Configuring Elasticsearch Analyzers for 1C-Bitrix Search
Searching for "notebook" finds nothing when the product is named "Notebooks ASUS". "Dizel" doesn't find "Diesel". User enters "phone samsung" — zero results, though the catalog is full of Samsung smartphones. This is the problem of Elasticsearch analyzers: without proper tokenization and normalization, the index and search query speak different languages.
How Bitrix Connects to Elasticsearch
The search module (class Bitrix\Search\Elastic) uses the elasticsearch-php client. Connection settings are in the b_option table, group search, key elastic_*. The search index is named bitrix_search_[site_id] by default. Mapping and analyzer settings are passed when creating the index via Elasticsearch API.
Current analyzer settings can be viewed:
curl -s http://localhost:9200/bitrix_search_s1/_settings | python3 -m json.tool
curl -s http://localhost:9200/bitrix_search_s1/_mappings | python3 -m json.tool
Anatomy of an Analyzer
An analyzer in Elasticsearch is a chain of three components:
- Character filter — text preprocessing (removing HTML, replacing characters)
- Tokenizer — splitting into tokens (by spaces, n-grams, edge n-grams)
- Token filters — token transformation (lowercase, stemming, synonyms, transliteration)
For a Russian Bitrix catalog, you need at minimum: Russian language stemming (russian snowball), lowercase, ASCII folding (for transliteration).
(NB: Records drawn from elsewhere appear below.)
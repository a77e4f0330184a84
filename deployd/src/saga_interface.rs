// This Source Code Form is subject to the terms of the Mozilla Public
// License, v. 2.0. If a copy of the MPL was not distributed with this
// file, You can obtain one at https://mozilla.org/MPL/2.0/.

//! Interfaces available to saga actions

use crate::app::Deployd;
use crate::db::DataStore;
use crate::storage::ObjectStorage;
use crate::storage::PayloadReader;
use crate::workflows::WorkflowsClient;
use slog::Logger;
use std::fmt;
use std::sync::Arc;
use std::sync::Mutex;

// We want to be careful about what interfaces we expose to saga actions:
// the more constrained this interface is, the easier it is to substitute
// every collaborator with a deterministic fake in tests.
pub(crate) struct SagaContext {
    deployd: Arc<Deployd>,
    log: Logger,
    // Saga parameters must serialize into the saga log, which a raw byte
    // stream cannot; the payload therefore rides on the per-saga context
    // and is handed over to the one action that consumes it.
    payload: Mutex<Option<PayloadReader>>,
}

impl fmt::Debug for SagaContext {
    fn fmt(&self, f: &mut fmt::Formatter) -> fmt::Result {
        f.write_str("SagaContext { (deployd) ... }")
    }
}

impl SagaContext {
    pub(crate) fn new(
        deployd: Arc<Deployd>,
        log: Logger,
        payload: Option<PayloadReader>,
    ) -> SagaContext {
        SagaContext { deployd, log, payload: Mutex::new(payload) }
    }

    pub(crate) fn log(&self) -> &Logger {
        &self.log
    }

    pub(crate) fn deployd(&self) -> &Arc<Deployd> {
        &self.deployd
    }

    pub(crate) fn datastore(&self) -> &dyn DataStore {
        self.deployd.datastore()
    }

    pub(crate) fn storage(&self) -> &dyn ObjectStorage {
        self.deployd.storage()
    }

    pub(crate) fn workflows(&self) -> &dyn WorkflowsClient {
        self.deployd.workflows()
    }

    /// Takes the payload stream out of the context
    ///
    /// The stream can be consumed exactly once; a second call returns
    /// `None`.
    pub(crate) fn take_payload(&self) -> Option<PayloadReader> {
        self.payload.lock().unwrap().take()
    }
}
Creating an Index with Proper Analyzers
Bitrix allows overriding mapping through search module settings. But it's more reliable to create the index manually with needed analyzers before reindexing:
curl -X DELETE http://localhost:9200/bitrix_search_s1
curl -X PUT http://localhost:9200/bitrix_search_s1 \
-H "Content-Type: application/json" \
-d '{
"settings": {
"analysis": {
"filter": {
"russian_stop": {
"type": "stop",
"stopwords": "_russian_"
},
"russian_stemmer": {
"type": "stemmer",
"language": "russian"
},
"edge_ngram_filter": {
"type": "edge_ngram",
"min_gram": 2,
"max_gram": 20
}
},
"analyzer": {
"bitrix_russian": {
"type": "custom",
"tokenizer": "standard",
"filter": [
"lowercase",
"russian_stop",
"russian_stemmer",
"asciifolding"
]
},
"bitrix_autocomplete": {
"type": "custom",
"tokenizer": "standard",
"filter": [
"lowercase",
"edge_ngram_filter"
]
}
}
}
},
"mappings": {
"properties": {
"body": {
"type": "text",
"analyzer": "bitrix_russian",
"search_analyzer": "bitrix_russian"
},
"title": {
"type": "text",
"analyzer": "bitrix_russian",
"fields": {
"autocomplete": {
"type": "text",
"analyzer": "bitrix_autocomplete",
"search_analyzer": "bitrix_russian"
}
}
}
}
}
}'
ASCII Folding and Transliteration
The asciifolding parameter in the filter chain solves some issues with Cyrillic in mixed input. It transforms é → e, ü → u. But for full transliteration "Samsung" → "Samsung", you need a custom char_filter with mapping:
"char_filter": {
"translit_filter": {
"type": "mapping",
"mappings": [
"Samsung => Samsung",
"Apple => Apple",
"Asus => Asus"
]
}
}
The list of mappings for popular brands needs to be created manually for your specific catalog — there's no automatic solution.
Testing the Analyzer
After creating the index, verify how the analyzer tokenizes real queries:
# How a word is indexed
curl -X POST "http://localhost:9200/bitrix_search_s1/_analyze" \
-H "Content-Type: application/json" \
-d '{"analyzer": "bitrix_russian", "text": "Notebooks ASUS i5"}'
# Expected tokens: ["notebook", "asus", "i5"]
# Stemming "notebooks" -> "notebook" allows finding "notebook" query
Reindexing After Analyzer Change
Changing the analyzer requires full reindexing — existing documents are indexed with the old analyzer.
In Bitrix admin panel: "Search" → "Reindex". For large sites, better via CLI agent or cron:
php -f /var/www/bitrix/bitrix/modules/search/tools/reindex.php
Or via API:
\Bitrix\Search\Elastic::reindexAll();
Full reindexing of a typical 50,000-product catalog takes 15–45 minutes. The old index works during this — Bitrix supports blue/green reindexing via temporary index with subsequent alias switch.